O Tribunal Superior Eleitoral (TSE) manteve entendimento de que a utilização de estrutura religiosa para promoção político-eleitoral pode configurar abuso de poder político e econômico, mesmo sem pedido explícito de votos.
A decisão envolve uma Ação de Investigação Judicial Eleitoral (AIJE) movida contra a prefeita de Votorantim, candidata à reeleição, seu vice-prefeito e um vereador candidato à reeleição.
Segundo o acórdão, os investigados participaram de culto religioso em que houve manifestações com conteúdo eleitoral, utilização do púlpito para promoção dos candidatos e mobilização de fiéis. Os candidatos foram apresentados como representantes escolhidos da igreja e colocados em posição de destaque diante do público presente.
O líder religioso também anunciou projeto institucional voltado à eleição de “120 vereadores”, declarou apoio explícito ao candidato presente e afirmou que haveria mobilização eleitoral futura. O evento ainda contou com oração coletiva direcionada a pré-candidatos, presença da prefeita e uso de símbolos institucionais do município.
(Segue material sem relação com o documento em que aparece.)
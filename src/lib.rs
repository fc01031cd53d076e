//! # H-UDP
//!
//! A dual-channel transport over a single UDP socket:
//!
//! - **Reliable channel**: Selective Repeat ARQ with per-packet
//!   retransmission timers, out-of-order buffering and a bounded-latency
//!   skip for gaps that never fill
//! - **Unreliable channel**: fire-and-forget datagrams for ephemeral state
//!
//! Both channels share one socket and one wire format; a one-byte tag on
//! every datagram tells them apart.
//!
//! ## Feature Flags
//!
//! - `session` (default): tokio socket wrapper and the [`Session`] multiplexer
//!
//! Without `session` the crate is a sans-IO protocol engine: the state
//! machines in [`reliable`] and [`unreliable`] take the current time and
//! hand back datagrams to write and payloads to deliver.
//!
//! ## Modules
//!
//! - [`core`]: Constants, sequence numbers and error types (always included)
//! - [`frame`]: Wire codec
//! - [`reliable`]: Selective Repeat sender and receiver
//! - [`unreliable`]: Unreliable sender and receiver
//! - [`tracking`]: Sent/received packet logs and delivery statistics
//! - [`transport`]: Async UDP socket (requires `session` feature)
//! - [`session`]: Session API (requires `session` feature)
//!
//! ## Example Usage
//!
//! ```rust
//! use std::time::Instant;
//! use hudp::prelude::*;
//!
//! let mut tx = SrSender::default();
//! let mut rx = SrReceiver::default();
//! let now = Instant::now();
//!
//! let transmit = tx.submit(b"hello".to_vec(), now).unwrap();
//! let Frame::Data(frame) = decode(&transmit.datagram).unwrap() else {
//!     unreachable!()
//! };
//!
//! let outcome = rx.on_frame(frame, now);
//! assert_eq!(outcome.delivered[0].payload, b"hello");
//!
//! let ack = outcome.ack.unwrap();
//! assert!(matches!(tx.on_ack(ack.seq, now), AckOutcome::Acked { .. }));
//! assert!(tx.is_idle());
//! ```

#![forbid(unsafe_code)]
#![warn(missing_docs)]
#![cfg_attr(docsrs, feature(doc_cfg))]

// Core module (always included)
pub mod core;

pub mod delivery;
pub mod frame;
pub mod reliable;
pub mod timing;
pub mod tracking;
pub mod unreliable;

// Transport layer (feature-gated)
#[cfg(feature = "session")]
#[cfg_attr(docsrs, doc(cfg(feature = "session")))]
pub mod transport;

// Session API (feature-gated)
#[cfg(feature = "session")]
#[cfg_attr(docsrs, doc(cfg(feature = "session")))]
pub mod session;

/// Prelude module for convenient imports.
pub mod prelude {
    pub use crate::core::*;

    pub use crate::delivery::{Delivered, Transmit};
    pub use crate::frame::{AckFrame, Channel, ChannelType, DataFrame, Frame, decode, encode};
    pub use crate::reliable::{
        AckOutcome, Disposition, ReceiveOutcome, ReceiverConfig, SenderConfig, SkipOutcome,
        SrReceiver, SrSender, TimeoutEvent,
    };
    pub use crate::tracking::{ChannelStats, DeliveryStats};
    pub use crate::unreliable::{UnreliableReceiver, UnreliableSender};

    #[cfg(feature = "session")]
    pub use crate::session::{Role, Session, SessionConfig, SessionConfigBuilder, WindowFullPolicy};
    #[cfg(feature = "session")]
    pub use crate::transport::{HudpSocket, HudpSocketBuilder};
}

// Re-export commonly used items at crate root
pub use crate::core::{DecodeError, EncodeError, HudpError, HudpResult, SeqNum};
pub use crate::delivery::Delivered;
pub use crate::frame::Channel;

#[cfg(feature = "session")]
pub use crate::session::{Role, Session, SessionConfig, WindowFullPolicy};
Paralelamente, a Justiça Eleitoral apontou reajuste de 34,10% em contrato de locação envolvendo a igreja, concedido pela prefeitura em ano eleitoral e sem justificativa considerada idônea. Segundo o entendimento da Corte, o benefício econômico teve relação com o apoio político-religioso manifestado no evento.
As instâncias inferiores reconheceram abuso de poder político e econômico, determinando cassação dos mandatos e inelegibilidade por oito anos.
Ao analisar os recursos, o TSE reafirmou que não existe categoria jurídica autônoma de “abuso religioso”, mas destacou que a utilização da estrutura de igrejas pode ser enquadrada como abuso de poder quando há desvio de finalidade e impacto eleitoral.
O acórdão também consolidou entendimento de que a liberdade religiosa não é absoluta e não pode ser usada para encobrir práticas ilícitas eleitorais.
Outro ponto destacado pela Corte foi que não é necessário pedido explícito de votos para caracterização do ilícito eleitoral, desde que exista promoção pessoal, referência ao pleito ou utilização da fé dos eleitores como instrumento de convencimento político.
O TSE ainda entendeu que todos os envolvidos podem ser responsabilizados quando há participação ativa ou benefício consciente da prática considerada abusiva.
A decisão foi mantida por unanimidade pelos ministros da Corte.